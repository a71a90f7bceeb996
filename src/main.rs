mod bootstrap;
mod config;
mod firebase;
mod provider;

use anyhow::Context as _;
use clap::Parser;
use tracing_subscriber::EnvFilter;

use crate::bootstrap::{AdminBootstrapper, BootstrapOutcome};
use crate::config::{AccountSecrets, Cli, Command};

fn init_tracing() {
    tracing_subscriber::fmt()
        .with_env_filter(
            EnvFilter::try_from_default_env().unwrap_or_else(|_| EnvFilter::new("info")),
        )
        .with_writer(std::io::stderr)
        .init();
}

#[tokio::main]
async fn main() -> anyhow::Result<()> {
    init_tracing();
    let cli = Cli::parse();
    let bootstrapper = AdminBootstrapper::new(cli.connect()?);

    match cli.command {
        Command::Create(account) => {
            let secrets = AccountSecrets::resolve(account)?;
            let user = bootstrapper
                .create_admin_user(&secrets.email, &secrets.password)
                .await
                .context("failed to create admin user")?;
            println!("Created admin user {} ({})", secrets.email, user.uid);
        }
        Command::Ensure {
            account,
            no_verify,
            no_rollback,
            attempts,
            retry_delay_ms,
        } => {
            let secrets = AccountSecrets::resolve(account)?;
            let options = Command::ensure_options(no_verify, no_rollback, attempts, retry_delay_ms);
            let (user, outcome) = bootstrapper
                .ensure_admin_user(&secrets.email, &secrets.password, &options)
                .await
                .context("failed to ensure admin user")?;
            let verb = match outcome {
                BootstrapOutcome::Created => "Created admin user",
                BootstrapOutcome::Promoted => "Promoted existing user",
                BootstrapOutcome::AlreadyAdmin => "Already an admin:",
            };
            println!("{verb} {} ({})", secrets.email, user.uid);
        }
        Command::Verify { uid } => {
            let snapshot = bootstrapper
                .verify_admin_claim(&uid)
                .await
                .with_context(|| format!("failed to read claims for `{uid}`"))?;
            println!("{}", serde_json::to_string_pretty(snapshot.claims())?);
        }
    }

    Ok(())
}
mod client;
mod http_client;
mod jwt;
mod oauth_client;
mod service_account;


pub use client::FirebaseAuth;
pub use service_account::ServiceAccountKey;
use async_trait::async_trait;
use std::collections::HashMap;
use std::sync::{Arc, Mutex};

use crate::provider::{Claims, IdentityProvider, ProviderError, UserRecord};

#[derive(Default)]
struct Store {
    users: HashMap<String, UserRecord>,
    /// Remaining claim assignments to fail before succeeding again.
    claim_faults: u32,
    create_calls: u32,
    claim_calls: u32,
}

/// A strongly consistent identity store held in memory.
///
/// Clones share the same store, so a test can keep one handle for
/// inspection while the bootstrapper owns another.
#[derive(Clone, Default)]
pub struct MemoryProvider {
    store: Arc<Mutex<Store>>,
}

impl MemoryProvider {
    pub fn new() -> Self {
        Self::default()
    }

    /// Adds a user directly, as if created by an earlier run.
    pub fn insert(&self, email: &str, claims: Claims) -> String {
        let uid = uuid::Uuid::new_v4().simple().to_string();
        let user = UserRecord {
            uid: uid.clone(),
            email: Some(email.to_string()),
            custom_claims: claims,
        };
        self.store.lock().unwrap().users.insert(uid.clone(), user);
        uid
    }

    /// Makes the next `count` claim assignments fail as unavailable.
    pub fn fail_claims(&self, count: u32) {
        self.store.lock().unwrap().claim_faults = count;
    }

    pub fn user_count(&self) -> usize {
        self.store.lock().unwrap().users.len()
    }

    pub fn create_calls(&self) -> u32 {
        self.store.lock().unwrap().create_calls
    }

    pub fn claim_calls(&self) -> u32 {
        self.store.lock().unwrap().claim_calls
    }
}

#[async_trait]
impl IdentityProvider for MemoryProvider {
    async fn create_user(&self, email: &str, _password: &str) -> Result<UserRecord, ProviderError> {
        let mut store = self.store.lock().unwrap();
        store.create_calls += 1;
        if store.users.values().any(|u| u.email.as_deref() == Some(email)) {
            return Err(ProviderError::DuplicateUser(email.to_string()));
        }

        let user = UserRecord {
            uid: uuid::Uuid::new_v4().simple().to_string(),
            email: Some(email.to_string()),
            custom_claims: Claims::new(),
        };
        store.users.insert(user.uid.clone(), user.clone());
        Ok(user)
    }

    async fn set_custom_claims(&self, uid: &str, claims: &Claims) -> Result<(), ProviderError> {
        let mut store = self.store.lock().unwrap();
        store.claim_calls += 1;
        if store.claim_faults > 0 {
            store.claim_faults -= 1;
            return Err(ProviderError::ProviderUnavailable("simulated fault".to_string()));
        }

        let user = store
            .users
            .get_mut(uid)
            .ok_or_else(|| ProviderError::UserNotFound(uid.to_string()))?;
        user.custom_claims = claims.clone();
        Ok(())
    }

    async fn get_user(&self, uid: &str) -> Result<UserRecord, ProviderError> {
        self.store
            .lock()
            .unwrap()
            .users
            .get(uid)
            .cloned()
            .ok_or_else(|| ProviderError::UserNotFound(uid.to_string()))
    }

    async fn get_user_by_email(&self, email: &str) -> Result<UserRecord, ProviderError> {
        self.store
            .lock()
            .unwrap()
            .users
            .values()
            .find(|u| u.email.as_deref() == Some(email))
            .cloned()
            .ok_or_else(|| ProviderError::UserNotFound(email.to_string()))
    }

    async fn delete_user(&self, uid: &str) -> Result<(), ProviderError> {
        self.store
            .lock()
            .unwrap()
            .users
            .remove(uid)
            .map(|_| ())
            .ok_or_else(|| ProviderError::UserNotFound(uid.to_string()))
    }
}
-----
▶ [TASK REQUIREMENTS] Your reply should be one number: the count of lines above that hold the word "match".

▶ [EXPECTED ANSWER] 2